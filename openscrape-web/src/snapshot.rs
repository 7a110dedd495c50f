//! Owned model of a loaded page.
//!
//! A [`DocumentSnapshot`] is a plain tree of element, text, comment and
//! doctype nodes. It owns all of its data, so `clone()` is a deep copy and a
//! clone can be mutated freely without the original noticing.

use scraper::node::Node as HtmlNode;
use scraper::Html;
use std::fmt::Write as _;

/// Deepest element nesting accepted from the page driver.
pub const MAX_DEPTH: usize = 512;

/// Elements serialized without an end tag.
const VOID_ELEMENTS: &[&str] = &[
    "area", "base", "br", "col", "embed", "hr", "img", "input", "link", "meta", "param", "source",
    "track", "wbr",
];

/// Elements whose text children are written verbatim.
const RAW_TEXT_ELEMENTS: &[&str] = &["script", "style"];

/// Structural contract violations in a snapshot.
#[derive(thiserror::Error, Debug, Clone, PartialEq, Eq)]
pub enum SnapshotError {
    #[error("element nesting exceeds {limit} levels")]
    NestingTooDeep { limit: usize },

    #[error("invalid element name {0:?}")]
    InvalidElementName(String),

    #[error("invalid attribute name {attr:?} on <{element}>")]
    InvalidAttributeName { element: String, attr: String },
}

#[derive(Debug, Clone, PartialEq, Eq)]
pub enum Node {
    Element(Element),
    Text(String),
    Comment(String),
    Doctype(String),
}

impl Node {
    pub fn text(text: impl Into<String>) -> Self {
        Node::Text(text.into())
    }

    pub fn comment(text: impl Into<String>) -> Self {
        Node::Comment(text.into())
    }

    pub fn as_element(&self) -> Option<&Element> {
        match self {
            Node::Element(el) => Some(el),
            _ => None,
        }
    }
}

impl From<Element> for Node {
    fn from(el: Element) -> Self {
        Node::Element(el)
    }
}

/// An element with ordered attributes and owned children.
#[derive(Debug, Clone, PartialEq, Eq)]
pub struct Element {
    name: String,
    attrs: Vec<(String, String)>,
    children: Vec<Node>,
}

impl Element {
    /// New element; the tag name is lower-cased.
    pub fn new(name: impl Into<String>) -> Self {
        Self {
            name: name.into().to_ascii_lowercase(),
            attrs: Vec::new(),
            children: Vec::new(),
        }
    }

    pub fn with_attr(mut self, name: impl Into<String>, value: impl Into<String>) -> Self {
        self.set_attr(name, value);
        self
    }

    pub fn with_child(mut self, child: impl Into<Node>) -> Self {
        self.children.push(child.into());
        self
    }

    pub fn with_text(self, text: impl Into<String>) -> Self {
        self.with_child(Node::Text(text.into()))
    }

    pub fn name(&self) -> &str {
        &self.name
    }

    /// Value of attribute `name` (ASCII case-insensitive lookup).
    pub fn attr(&self, name: &str) -> Option<&str> {
        self.attrs
            .iter()
            .find(|(k, _)| k.eq_ignore_ascii_case(name))
            .map(|(_, v)| v.as_str())
    }

    pub fn attrs(&self) -> impl Iterator<Item = (&str, &str)> {
        self.attrs.iter().map(|(k, v)| (k.as_str(), v.as_str()))
    }

    /// Replace an existing attribute in place, or append a new one.
    pub fn set_attr(&mut self, name: impl Into<String>, value: impl Into<String>) {
        let name = name.into().to_ascii_lowercase();
        let value = value.into();
        match self.attrs.iter_mut().find(|(k, _)| *k == name) {
            Some((_, v)) => *v = value,
            None => self.attrs.push((name, value)),
        }
    }

    pub fn remove_attr(&mut self, name: &str) -> Option<String> {
        let idx = self
            .attrs
            .iter()
            .position(|(k, _)| k.eq_ignore_ascii_case(name))?;
        Some(self.attrs.remove(idx).1)
    }

    pub fn children(&self) -> &[Node] {
        &self.children
    }

    pub fn children_mut(&mut self) -> &mut Vec<Node> {
        &mut self.children
    }

    /// Concatenated descendant text.
    pub fn inner_text(&self) -> String {
        let mut out = String::new();
        collect_text(&self.children, &mut out);
        out
    }
}

fn collect_text(nodes: &[Node], out: &mut String) {
    for node in nodes {
        match node {
            Node::Text(t) => out.push_str(t),
            Node::Element(el) => collect_text(&el.children, out),
            Node::Comment(_) | Node::Doctype(_) => {}
        }
    }
}

/// A materialized page: the top-level nodes of the document.
#[derive(Debug, Clone, Default, PartialEq, Eq)]
pub struct DocumentSnapshot {
    nodes: Vec<Node>,
}

impl DocumentSnapshot {
    pub fn new(nodes: Vec<Node>) -> Self {
        Self { nodes }
    }

    /// Parse page source with the html5ever-backed `scraper` parser.
    ///
    /// Parsing is lenient about markup errors, but refuses documents nested
    /// deeper than [`MAX_DEPTH`].
    ///
    /// ```
    /// use openscrape_web::snapshot::DocumentSnapshot;
    ///
    /// let snapshot = DocumentSnapshot::parse_html("<p class=lead>Hello</p>").unwrap();
    /// assert_eq!(
    ///     snapshot.to_html(),
    ///     r#"<html><head></head><body><p class="lead">Hello</p></body></html>"#
    /// );
    /// ```
    pub fn parse_html(html: &str) -> Result<Self, SnapshotError> {
        let document = Html::parse_document(html);
        let mut nodes = Vec::new();
        for child in document.tree.root().children() {
            if let Some(node) = convert(child, 1)? {
                nodes.push(node);
            }
        }
        Ok(Self { nodes })
    }

    pub fn nodes(&self) -> &[Node] {
        &self.nodes
    }

    pub fn nodes_mut(&mut self) -> &mut Vec<Node> {
        &mut self.nodes
    }

    pub fn is_empty(&self) -> bool {
        self.nodes.is_empty()
    }

    /// Check the structural contract: bounded depth and names that can be
    /// serialized back to markup.
    pub fn validate(&self) -> Result<(), SnapshotError> {
        validate_nodes(&self.nodes, 1)
    }

    /// Serialize the remaining nodes as HTML. Doctype nodes are not emitted.
    pub fn to_html(&self) -> String {
        let mut out = String::new();
        for node in &self.nodes {
            write_node(node, false, &mut out);
        }
        out
    }
}

fn convert(
    node: ego_tree::NodeRef<'_, HtmlNode>,
    depth: usize,
) -> Result<Option<Node>, SnapshotError> {
    if depth > MAX_DEPTH {
        return Err(SnapshotError::NestingTooDeep { limit: MAX_DEPTH });
    }
    let converted = match node.value() {
        HtmlNode::Element(el) => {
            let mut element = Element::new(el.name());
            for (name, value) in el.attrs() {
                element.set_attr(name, value);
            }
            for child in node.children() {
                if let Some(c) = convert(child, depth + 1)? {
                    element.children.push(c);
                }
            }
            Some(Node::Element(element))
        }
        HtmlNode::Text(text) => Some(Node::Text(text.text.to_string())),
        HtmlNode::Comment(comment) => Some(Node::Comment(comment.comment.to_string())),
        HtmlNode::Doctype(doctype) => Some(Node::Doctype(doctype.name().to_string())),
        _ => None,
    };
    Ok(converted)
}

fn is_valid_name(name: &str) -> bool {
    !name.is_empty()
        && !name
            .chars()
            .any(|c| c.is_whitespace() || c.is_control() || matches!(c, '<' | '>' | '/' | '=' | '"' | '\''))
}

fn validate_nodes(nodes: &[Node], depth: usize) -> Result<(), SnapshotError> {
    if depth > MAX_DEPTH {
        return Err(SnapshotError::NestingTooDeep { limit: MAX_DEPTH });
    }
    for node in nodes {
        if let Node::Element(el) = node {
            if !is_valid_name(&el.name) {
                return Err(SnapshotError::InvalidElementName(el.name.clone()));
            }
            if let Some((attr, _)) = el.attrs.iter().find(|(k, _)| !is_valid_name(k)) {
                return Err(SnapshotError::InvalidAttributeName {
                    element: el.name.clone(),
                    attr: attr.clone(),
                });
            }
            validate_nodes(&el.children, depth + 1)?;
        }
    }
    Ok(())
}

fn write_node(node: &Node, raw_text: bool, out: &mut String) {
    match node {
        Node::Element(el) => {
            let _ = write!(out, "<{}", el.name);
            for (name, value) in &el.attrs {
                let _ = write!(out, " {name}=\"");
                escape_into(value, true, out);
                out.push('"');
            }
            out.push('>');
            if VOID_ELEMENTS.contains(&el.name.as_str()) {
                return;
            }
            let raw = RAW_TEXT_ELEMENTS.contains(&el.name.as_str());
            for child in &el.children {
                write_node(child, raw, out);
            }
            let _ = write!(out, "</{}>", el.name);
        }
        Node::Text(text) if raw_text => out.push_str(text),
        Node::Text(text) => escape_into(text, false, out),
        Node::Comment(text) => {
            let _ = write!(out, "<!--{text}-->");
        }
        Node::Doctype(_) => {}
    }
}

fn escape_into(s: &str, attribute: bool, out: &mut String) {
    for c in s.chars() {
        match c {
            '&' => out.push_str("&amp;"),
            '<' => out.push_str("&lt;"),
            '>' => out.push_str("&gt;"),
            '"' if attribute => out.push_str("&quot;"),
            '\u{a0}' => out.push_str("&nbsp;"),
            _ => out.push(c),
        }
    }
}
◇ ◇ ◇ ◇ ◇ ◇ ◇
• [TASK STATEMENT] Locate the lines above that hold the word "contract". Show every one of them.

• [RESULT FOR THIS EXERCISE]
/// Structural contract violations in a snapshot.
    /// Check the structural contract: bounded depth and names that can be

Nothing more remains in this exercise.